* **Task description**: Your answer is the lines below, exactly, from the one that contains "MatchMode::Fuzzy => candidates.iter().find(|r|" through the one that contains "for (key, candidates)", both included.

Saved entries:
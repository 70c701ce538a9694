//! Palette building.
//!
//! Filters the color database down to one record per database key for the
//! selected series, then deduplicates by display name. The result is the
//! ordered set of colors a pattern may use.

use serde::Serialize;
use std::collections::HashMap;

use crate::color::Rgb;
use crate::database::{ColorDatabase, ColorRecord};
use crate::error::PatternError;
use crate::series::{select_series, MatchMode, SeriesSelection};

/// A usable color in a built palette.
#[derive(Debug, Clone, PartialEq, Eq, Serialize)]
pub struct PaletteEntry {
    #[serde(rename = "name")]
    pub display_name: String,
    #[serde(rename = "series")]
    pub series_title: String,
    pub hex: String,
    #[serde(rename = "color")]
    pub rgb: Rgb,
}

impl From<&ColorRecord> for PaletteEntry {
    fn from(record: &ColorRecord) -> Self {
        Self {
            display_name: record.display_name.clone(),
            series_title: record.series_title.clone(),
            hex: record.hex.clone(),
            rgb: record.rgb,
        }
    }
}

/// Ordered palette entries with unique display names.
#[derive(Debug, Clone, Default, PartialEq, Eq)]
pub struct Palette {
    entries: Vec<PaletteEntry>,
    by_name: HashMap<String, usize>,
}

impl Palette {
    /// Build a palette from entries, keeping the first entry for each display name.
    pub fn from_entries(entries: impl IntoIterator<Item = PaletteEntry>) -> Self {
        let mut palette = Self::default();
        for entry in entries {
            palette.push_unique(entry);
        }
        palette
    }

    /// Append `entry` unless its display name is already present.
    fn push_unique(&mut self, entry: PaletteEntry) -> bool {
        if self.by_name.contains_key(&entry.display_name) {
            return false;
        }
        self.by_name.insert(entry.display_name.clone(), self.entries.len());
        self.entries.push(entry);
        true
    }

    pub fn entries(&self) -> &[PaletteEntry] {
        &self.entries
    }

    pub fn get(&self, index: usize) -> Option<&PaletteEntry> {
        self.entries.get(index)
    }

    /// Look up an entry by display name.
    pub fn by_name(&self, name: &str) -> Option<&PaletteEntry> {
        self.index_of(name).map(|i| &self.entries[i])
    }

    /// Palette position of a display name.
    pub fn index_of(&self, name: &str) -> Option<usize> {
        self.by_name.get(name).copied()
    }

    pub fn len(&self) -> usize {
        self.entries.len()
    }

    pub fn is_empty(&self) -> bool {
        self.entries.is_empty()
    }

    pub fn iter(&self) -> std::slice::Iter<'_, PaletteEntry> {
        self.entries.iter()
    }
}

impl<'a> IntoIterator for &'a Palette {
    type Item = &'a PaletteEntry;
    type IntoIter = std::slice::Iter<'a, PaletteEntry>;

    fn into_iter(self) -> Self::IntoIter {
        self.entries.iter()
    }
}

/// Choose at most one record from a key's candidates.
///
/// An exact title match always wins; a substring match is only considered
/// in fuzzy mode.
fn select_record<'a>(
    candidates: &'a [ColorRecord],
    series: &str,
    mode: MatchMode,
) -> Option<&'a ColorRecord> {
    candidates
        .iter()
        .find(|r| r.series_title == series)
        .or_else(|| match mode {
            MatchMode::Strict => None,
            MatchMode::Fuzzy => candidates.iter().find(|r| r.series_title.contains(series)),
        })
}

/// Build the palette for an already made series decision.
///
/// # Errors
///
/// Returns `PatternError::EmptyPalette` if no record survives filtering.
pub fn build_palette_for(
    db: &ColorDatabase,
    selection: &SeriesSelection,
) -> Result<Palette, PatternError> {
    let mut palette = Palette::default();
    let mut duplicates = 0usize;

    for (key, candidates) in db.entries() {
        let Some(record) = select_record(candidates, &selection.series, selection.mode) else {
            continue;
        };
        if !palette.push_unique(PaletteEntry::from(record)) {
            duplicates += 1;
            tracing::debug!(
                key = %key,
                name = %record.display_name,
                "Dropping duplicate color name"
            );
        }
    }

    if palette.is_empty() {
        return Err(PatternError::EmptyPalette {
            series: selection.series.clone(),
            mode: selection.mode,
        });
    }

    tracing::info!(
        series = %selection.series,
        mode = %selection.mode,
        colors = palette.len(),
        duplicates,
        "Built palette"
    );
    Ok(palette)
}

/// Select a series and build its palette in one step.
///
/// Returns the palette together with the series decision, whose `mode`
/// reports whether strict matching was used.
///
/// # Errors
///
/// Returns `PatternError::EmptyDatabase` or `PatternError::EmptyPalette`.
pub fn build_palette(
    db: &ColorDatabase,
    requested_series: Option<&str>,
) -> Result<(Palette, SeriesSelection), PatternError> {
    let selection = select_series(db, requested_series)?;
    let palette = build_palette_for(db, &selection)?;
    Ok((palette, selection))
}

* **The answer**:
            MatchMode::Fuzzy => candidates.iter().find(|r| r.series_title.contains(series)),
        })
}

/// Build the palette for an already made series decision.
///
/// # Errors
///
/// Returns `PatternError::EmptyPalette` if no record survives filtering.
pub fn build_palette_for(
    db: &ColorDatabase,
    selection: &SeriesSelection,
) -> Result<Palette, PatternError> {
    let mut palette = Palette::default();
    let mut duplicates = 0usize;

    for (key, candidates) in db.entries() {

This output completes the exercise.